I find some features of these servers interesting:
- Ordinary non-privileged users can write programs
- Transparent persistence
- Real-time I/O, not the HTTP (and 3270) form submission semantics (although this changed for the Web with AJAX)
- It's somewhat after MUDs' heyday, but there are simple protocols layered on text chat for more structured and domain-specific tasks, e.g. MCP & MSDP
Here I give some opinions on code I've looked into. Note that there are many more systems I never learned. However, consider this a hint as to where to start; it's best to avoid going down one of the many, many dead ends that have been written over the nearly 40 years of MUD development.
BTMux
Servers
I've gone through a sequence of reading & learning from the source code of several different projects. After all this my current favourite is ToastCore/ToastStunt. Rather a fundamental redesign, this is an incremental addition to LambdaMOO, which is probably the most popular "serious" MUD server. ToastStunt is popular (for a MUD) and well-maintained. You can log into ChatMUD to see a live instance.
ToastCore/ToastStunt
ChatMUD
Clients
My current favourite client is rmoo. It implements MCP local editing which is very nice for editing MOO code. Also extensible in ELisp, but I haven't got that far yet.
rmoo
Extended Protocols
Most MUDs use the telnet protocol, i.e. IAC WILL/WONT, state machines, etc. I looked into some extensions layered on top of this:
- MCP was the first. It is associated with MOO-family servers. It even has some useful extensions for "serious" things.

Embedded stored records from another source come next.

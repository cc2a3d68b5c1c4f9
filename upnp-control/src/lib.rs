//! UPnP control-point service handles
//!
//! This crate ties the eventing core (`upnp-eventing`) and the SOAP
//! action layer (`upnp-soap`) together into the object application code
//! works with: a [`ServiceHandle`] bound to one service on one remote
//! device.
//!
//! ```rust,ignore
//! use std::sync::Arc;
//! use upnp_control::{ServiceHandle, VarEventReporter};
//! use upnp_eventing::SubscriptionRegistry;
//!
//! let registry = Arc::new(SubscriptionRegistry::new());
//! let mut rendering = ServiceHandle::from_device(
//!     Arc::clone(&registry),
//!     transport,
//!     invoker,
//!     &device,
//!     "urn:schemas-upnp-org:service:RenderingControl:1",
//! ).expect("device offers RenderingControl");
//!
//! rendering.install_reporter(Some(my_reporter))?;
//! let volume: u32 = rendering.run_simple_get("GetVolume", "CurrentVolume")?;
//! ```
//!
//! The registry is an explicit, injectable instance so tests (and
//! multi-network applications) can run several independent dispatch
//! tables; pass the same `Arc` to every handle that shares a transport.

pub mod description;
mod error;
pub mod logging;
pub mod service;

pub use description::{resolve_url, DeviceDescription, ServiceDescription};
pub use error::{Result, ServiceError};
pub use service::{ServiceHandle, VarEventReporter};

- Followed by MSDP. This seems to be more associated with combat MUD games. It typically communicates HP/MP/gold. However, of more interest is that an Intermud network was implemented on top of it.
MCP
MSDP
Arachnos, Intermud over MSDP
Historical Notes
I've been playing with software like this for some time. Here are notes on alternatives that I rejected. This section can be skipped.
Servers
- TinyMUX. This is a rock-solid piece of software that implements the "MUSHCode" language, which is idiosyncratic but interesting as a (very) domain-specific language.
- ColdCore/genesis. This was a project to engineer things properly, a nice C-like language with extensions for security, compiler, bytecode interpreter. Not as popular as it deserved to be though, and I can't see that it's used any more.
TinyMUX
ColdCore/genesis
Clients
- TinyFugue. This used to be very popular and there are interesting client-side macros for it (e.g. MCP). But it seems to be unmaintained nowadays.
- TinTin++. This is probably a better choice nowadays for a terminal-mode client. It also has a full scripting language in which, e.g. MSDP was implemented
Then I started trying to use Emacs more, which led me to
- mu.el. This is scriptable in ELisp, but I never got far with it before switching to rmoo (see above).